Published on Thursday, May 31, 2001 in the Madison Capital Times
Rep. Moakley Took Charge for Justice
by John Nichols
Here is a story about how a good congressman got the best of a bad system.
Back in 1990, when Dick Cheney was serving as secretary of defense under Bush the Elder, U.S. Rep. Joe Moakley, D-Mass., was investigating the murders of six Jesuit priests, their cook and her daughter on the grounds of a university in El Salvador. Moakley, a wily Irish pol who lived by his friend Tip O'Neill's "all politics is local" dictum, had known two of the priests. That made San Salvador local enough for Moakley.
Long a critic of U.S. interventions in Latin America, he refused to accept Bush administration arguments that the incident was merely a Salvadoran matter. Such claims, the blunt Bostonian said, were "awful bulls--."
Moakley learned that military aides in the U.S. Embassy in San Salvador were in possession of an affidavit that implicated the Salvadoran military in the slayings - and, by extension, the U.S. military attaches who provided the Salvadoran thugs with training, money and official cover. In his capacity as head of a special commission appointed by House Speaker Thomas Foley to investigate the murders, Moakley asked Cheney for a copy of the affidavit.

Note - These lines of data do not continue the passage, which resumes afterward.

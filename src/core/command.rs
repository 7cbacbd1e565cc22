//! Command tokens submitted for execution

use serde::{Deserialize, Serialize};
use std::fmt;

use crate::core::error::Error;

/// An external command: a program name plus its arguments
///
/// A `Command` is an immutable, ordered sequence of string tokens. It carries
/// no identity beyond its position in the collection handed to
/// [`parallel`](crate::parallel), and no execution policy of its own; the
/// policy lives in [`ExecOptions`](crate::core::ExecOptions).
///
/// # Examples
///
/// ```rust
/// use cmdstream::Command;
///
/// let command = Command::new("grep").arg("-r").arg("TODO");
/// assert_eq!(command.program(), "grep");
/// assert_eq!(command.argv(), ["-r", "TODO"]);
/// ```
#[derive(Debug, Clone, PartialEq, Eq, Serialize, Deserialize)]
pub struct Command {
    program: String,
    args: Vec<String>,
}

impl Command {
    /// Create a command for the given program, with no arguments
    pub fn new(program: impl Into<String>) -> Self {
        Self {
            program: program.into(),
            args: Vec::new(),
        }
    }

    /// Append a single argument
    pub fn arg(mut self, arg: impl Into<String>) -> Self {
        self.args.push(arg.into());
        self
    }

    /// Append multiple arguments
    pub fn args<I, S>(mut self, args: I) -> Self
    where
        I: IntoIterator<Item = S>,
        S: Into<String>,
    {
        self.args.extend(args.into_iter().map(Into::into));
        self
    }

    /// The program name (first token)
    pub fn program(&self) -> &str {
        &self.program
    }

    /// The arguments (every token after the program name)
    pub fn argv(&self) -> &[String] {
        &self.args
    }
}

impl fmt::Display for Command {
    fn fmt(&self, f: &mut fmt::Formatter<'_>) -> fmt::Result {
        write!(f, "{}", self.program)?;
        for arg in &self.args {
            write!(f, " {}", arg)?;
        }
        Ok(())
    }
}

impl From<&str> for Command {
    fn from(program: &str) -> Self {
        Self::new(program)
    }
}

impl From<String> for Command {
    fn from(program: String) -> Self {
        Self::new(program)
    }
}

impl TryFrom<Vec<String>> for Command {
    type Error = Error;

    /// Build a command from a full token list (program first)
    ///
    /// # Errors
    ///
    /// Returns [`Error::Launch`] if the token list is empty.
    fn try_from(mut tokens: Vec<String>) -> Result<Self, Self::Error> {
        if tokens.is_empty() {
            return Err(Error::launch("empty command token list"));
        }
        let args = tokens.split_off(1);
        Ok(Self {
            program: tokens.pop().unwrap_or_default(),
            args,
        })
    }
}

#[cfg(test)]
mod tests {
    use super::*;

    #[test]
    fn test_command_construction() {
        let command = Command::new("echo").arg("hello").args(["big", "world"]);
        assert_eq!(command.program(), "echo");
        assert_eq!(command.argv(), ["hello", "big", "world"]);
    }

    #[test]
    fn test_command_from_program_name() {
        let command: Command = "whoami".into();
        assert_eq!(command.program(), "whoami");
        assert!(command.argv().is_empty());
    }

    #[test]
    fn test_command_from_token_list() {
        let tokens = vec!["ls".to_string(), "-l".to_string(), "/tmp".to_string()];
        let command = Command::try_from(tokens).unwrap();
        assert_eq!(command.program(), "ls");
        assert_eq!(command.argv(), ["-l", "/tmp"]);
    }

    #[test]
    fn test_command_from_empty_token_list() {
        let result = Command::try_from(Vec::<String>::new());
        assert!(matches!(result, Err(Error::Launch(_))));
    }

    #[test]
    fn test_command_display() {
        let command = Command::new("grep").arg("-r").arg("TODO");
        assert_eq!(command.to_string(), "grep -r TODO");
    }

    #[test]
    fn test_command_serde_round() {
        let command = Command::new("env").arg("-i");
        let json = serde_json::to_string(&command).unwrap();
        assert!(json.contains("\"program\":\"env\""));
        let back: Command = serde_json::from_str(&json).unwrap();
        assert_eq!(back, command);
    }
}
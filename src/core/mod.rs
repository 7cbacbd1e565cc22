//! Core types for command execution
//!
//! This module provides:
//! - [`Command`] - the tokens of one external command
//! - [`ExecOptions`] - the options bag applied to every command in a call
//! - [`ExecutionOutcome`] - exit status and captured streams of a finished command
//! - [`Error`] / [`Result`] - the error taxonomy shared across the crate

pub mod command;
pub mod config;
pub mod error;
pub mod outcome;

// Re-export commonly used types
pub use command::Command;
pub use config::ExecOptions;
pub use error::{Error, Result};
pub use outcome::ExecutionOutcome;
// Error types returned by key generation, the attack, and decryption-map edits.

use num_bigint::BigUint;
use thiserror::Error;

/// Reasons a pair of primes cannot be turned into a usable key.
#[derive(Error, Debug, Clone, PartialEq, Eq)]
pub enum KeyError {
    #[error("{0} is not a valid prime: p and q must both be greater than 1")]
    InvalidPrime(u64),

    #[error("p and q must be different primes, both were {0}")]
    NotDistinct(u64),

    #[error("modulus {0} is too small to encode every letter, it must exceed 90")]
    ModulusTooSmall(BigUint),

    #[error("{0} is not prime")]
    NotPrime(u64),

    #[error("could not draw two distinct primes from the requested range")]
    NoPrimesInRange,
}

/// Reasons the letter-frequency attack could not recover a key.
///
/// None of these are fatal: the caller may retry with more ciphertext or a
/// different hypothesis size.
#[derive(Error, Debug, Clone, PartialEq, Eq)]
pub enum AttackFailure {
    #[error("hypothesis size {0} is too small, at least two letters are needed")]
    HypothesisTooSmall(usize),

    #[error("hypothesis size {0} exceeds the 26 letters of the alphabet")]
    HypothesisTooLarge(usize),

    #[error("insufficient unique blocks: found {found}, need {needed}")]
    InsufficientUniqueBlocks { found: usize, needed: usize },

    #[error("no consistent key found after trying {exponents_tried} public exponents")]
    NoConsistentKey { exponents_tried: usize },
}

/// Rejected manual edits of a decryption map.
#[derive(Error, Debug, Clone, PartialEq, Eq)]
pub enum OverrideError {
    #[error("'{0}' is not a letter")]
    NotALetter(char),

    #[error("block {0} does not occur in the ciphertext")]
    UnknownBlock(BigUint),
}
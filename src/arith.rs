// Arbitrary precision helpers shared by key generation and the attack.

use num_bigint::BigUint;
use num_traits::{One, Zero};

pub fn greatest_common_divisor(mut a: BigUint, mut b: BigUint) -> BigUint {
    while !b.is_zero() {
        let r = &a % &b;
        a = b;
        b = r;
    }
    a
}

/// Find `d` such that `(d * e) mod modulus == 1`.
///
/// Returns `None` when `e` and `modulus` are not coprime, or the modulus is
/// too small for an inverse to mean anything.
pub fn mod_inverse(e: &BigUint, modulus: &BigUint) -> Option<BigUint> {
    if modulus <= &BigUint::one() {
        return None;
    }
    if greatest_common_divisor(e.clone(), modulus.clone()) != BigUint::one() {
        return None;
    }
    e.modinv(modulus)
}

pub fn abs_difference(a: &BigUint, b: &BigUint) -> BigUint {
    if a >= b {
        a - b
    } else {
        b - a
    }
}

/// `|block - code^e|`, computed without a modulus.
///
/// For a block encrypted as `code^e mod n` the true modulus `n` divides this
/// value, which is what makes the GCD step of the attack work. Expect the
/// result to have roughly `e * log2(code)` bits.
pub fn exponent_difference(block: &BigUint, code: u32, e: u32) -> BigUint {
    let power = BigUint::from(code).pow(e);
    abs_difference(block, &power)
}
mod arith;
mod attack;
mod ciphertext;
mod decryption;
mod error;
mod frequency;
mod prime;
mod rsa;
mod session;

pub use arith::{abs_difference, exponent_difference, greatest_common_divisor, mod_inverse};
pub use attack::{
    attack, letter_hypothesis, recover_key, AttackConfig, HypothesisPair, KeyGuess,
    LetterHypothesis, RecoveredKey, DEFAULT_EXPONENTS,
};
pub use ciphertext::{CipherElement, Ciphertext};
pub use decryption::{DecryptionMap, UNMAPPED};
pub use error::{AttackFailure, KeyError, OverrideError};
pub use frequency::{
    frequency_table, ngram_table, FrequencyEntry, FrequencyTable, NgramEntry,
    ENGLISH_LETTER_FREQUENCIES,
};
pub use prime::{find_factor_pair, is_likely_prime};
pub use rsa::{
    decrypt_text, encrypt_text, generate_key_pair, generate_random_key_pair, rsa_apply,
    RsaKeyPair, MAX_LETTER_CODE,
};
pub use session::AnalysisSession;
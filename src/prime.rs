// Functions related to identification of primes and factoring small moduli.

use num_bigint::{BigUint, RandBigInt};
use num_traits::{One, ToPrimitive, Zero};

const MILLER_RABIN_ROUNDS: u32 = 5;
const SMALL_ODD_PRIMES: [u64; 24] = [
    3, 5, 7, 11, 13, 17, 19, 23, 29, 31, 37, 41, 43, 47, 53, 59, 61, 67, 71, 73, 79, 83, 89, 97,
];

pub fn is_likely_prime(candidate_prime: &BigUint, miller_rabin_rng: &mut impl RandBigInt) -> bool {
    let two = BigUint::from(2u64);
    if candidate_prime < &two {
        return false;
    }
    if candidate_prime == &two {
        return true;
    }
    if (candidate_prime % &two).is_zero() {
        return false;
    }

    for small_prime in SMALL_ODD_PRIMES {
        let x = BigUint::from(small_prime);
        if candidate_prime == &x {
            return true;
        }
        if (candidate_prime % &x).is_zero() {
            return false;
        }
    }

    // Anything with no factor up to 97 and below 97^2 is prime outright.
    let largest = SMALL_ODD_PRIMES[SMALL_ODD_PRIMES.len() - 1];
    if candidate_prime < &BigUint::from(largest * largest) {
        return true;
    }

    miller_rabin(candidate_prime, MILLER_RABIN_ROUNDS, miller_rabin_rng)
}

fn miller_rabin(candidate_prime: &BigUint, n_rounds: u32, rng: &mut impl RandBigInt) -> bool {
    let one = BigUint::one();
    let two = BigUint::from(2u64);
    let n_minus_one = candidate_prime - &one;

    let mut d = n_minus_one.clone();
    let mut r = 0;
    while (&d % &two).is_zero() {
        d /= &two;
        r += 1;
    }

    'witness: for _ in 0..n_rounds {
        let a = rng.gen_biguint_range(&two, &(candidate_prime - &two));
        let mut x = a.modpow(&d, candidate_prime);
        if x == one || x == n_minus_one {
            continue;
        }
        for _ in 0..(r - 1) {
            x = x.modpow(&two, candidate_prime);
            if x == n_minus_one {
                continue 'witness;
            }
        }
        return false;
    }

    true
}

/// Split `n` into `(i, n / i)` using the smallest odd divisor `i` with
/// `i * i <= n`.
///
/// `search_limit` caps the number of odd divisors tried. Returns `None` when
/// `n` has no odd divisor in range (it is prime, a power of two, or the
/// search ran out).
pub fn find_factor_pair(n: &BigUint, search_limit: Option<u64>) -> Option<(BigUint, BigUint)> {
    // Moduli that fit in a u64 take the fast path; the divisor never exceeds
    // 2^32 so i * i cannot overflow.
    if let Some(small_n) = n.to_u64() {
        return find_factor_pair_u64(small_n, search_limit)
            .map(|(p, q)| (BigUint::from(p), BigUint::from(q)));
    }

    let two = BigUint::from(2u64);
    let mut i = BigUint::from(3u64);
    let mut tried = 0u64;
    while &i * &i <= *n {
        if search_limit.is_some_and(|limit| tried >= limit) {
            log::warn!("gave up factoring {n} after {tried} trial divisions");
            return None;
        }
        if (n % &i).is_zero() {
            let cofactor = n / &i;
            return Some((i, cofactor));
        }
        i += &two;
        tried += 1;
    }
    None
}

fn find_factor_pair_u64(n: u64, search_limit: Option<u64>) -> Option<(u64, u64)> {
    let mut i = 3u64;
    let mut tried = 0u64;
    while i.checked_mul(i).is_some_and(|square| square <= n) {
        if search_limit.is_some_and(|limit| tried >= limit) {
            log::warn!("gave up factoring {n} after {tried} trial divisions");
            return None;
        }
        if n % i == 0 {
            log::trace!("{n} = {i} * {}", n / i);
            return Some((i, n / i));
        }
        i += 2;
        tried += 1;
    }
    None
}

Moakley then flew to San Salvador and arranged a meeting with the chief Salvadoran investigator of the crime. Moakley's former aide Jim McGovern - himself now a Democratic congressman from Massachusetts - picks up the story from there.
"He said to the investigator: 'There was something in that affidavit that I have a question about. Darn, I left it in my hotel room. Do you have an extra copy here?' The investigator gives him a copy, Moakley says he doesn't remember the question, and leaves (with the document). Then he goes back to the embassy and tells the ambassador, 'Tell your friends at the Department of Defense they can go f-- themselves, because I got a copy."
There is no record of Cheney's response.
But there is a record of what Moakley did with the information. He tracked the killers down - personally. When the congressman learned that several of the murderers were attending Mass in a church at a government police compound, Moakley - a devout Catholic - suddenly felt an urge to take Communion. "He said that we should ambush them," McGovern recalls. Armed with a photograph of the trigger men, Moakley and McGovern headed for the church. They spotted two of the murderers. Moakley, as he walked back from the Communion altar, leaned down toward one of the men and said, "I'd like to see you and your family together after the Mass."
In a nearby room, Moakley and McGovern questioned the men and got confirmation that they had acted under orders from senior Salvadoran military officers with ties to the U.S. military.
Moakley eventually succeeded in getting Congress to slash military aid to the Salvadoran regime, and he led the fight to shut down the Army's notorious School of the Americas - where generations of military thugs from El Salvador and other Latin American countries received their training in torture, er, "counter-insurgency" techniques.
Before Moakley died this week at age 74, after a battle with leukemia, the great Salvadoran academic Rodolfo Cardenal said, "He is very well known and considered very, very important by the Salvadoran people in terms of human rights, peace and justice. We know from declassified documents that the armed forces and (the Salvadoran) government fear him."
Not a bad epitaph for an "all politics is local" pol, who joined the search for the priest killers because, he said, "it is never a crime to speak up for the poor, the helpless or the ill; it is never a crime to tell the truth; it is never a crime to demand justice; it is never a crime to teach people their rights; it is never a crime to struggle for a just peace. It is never a crime. It is always a duty."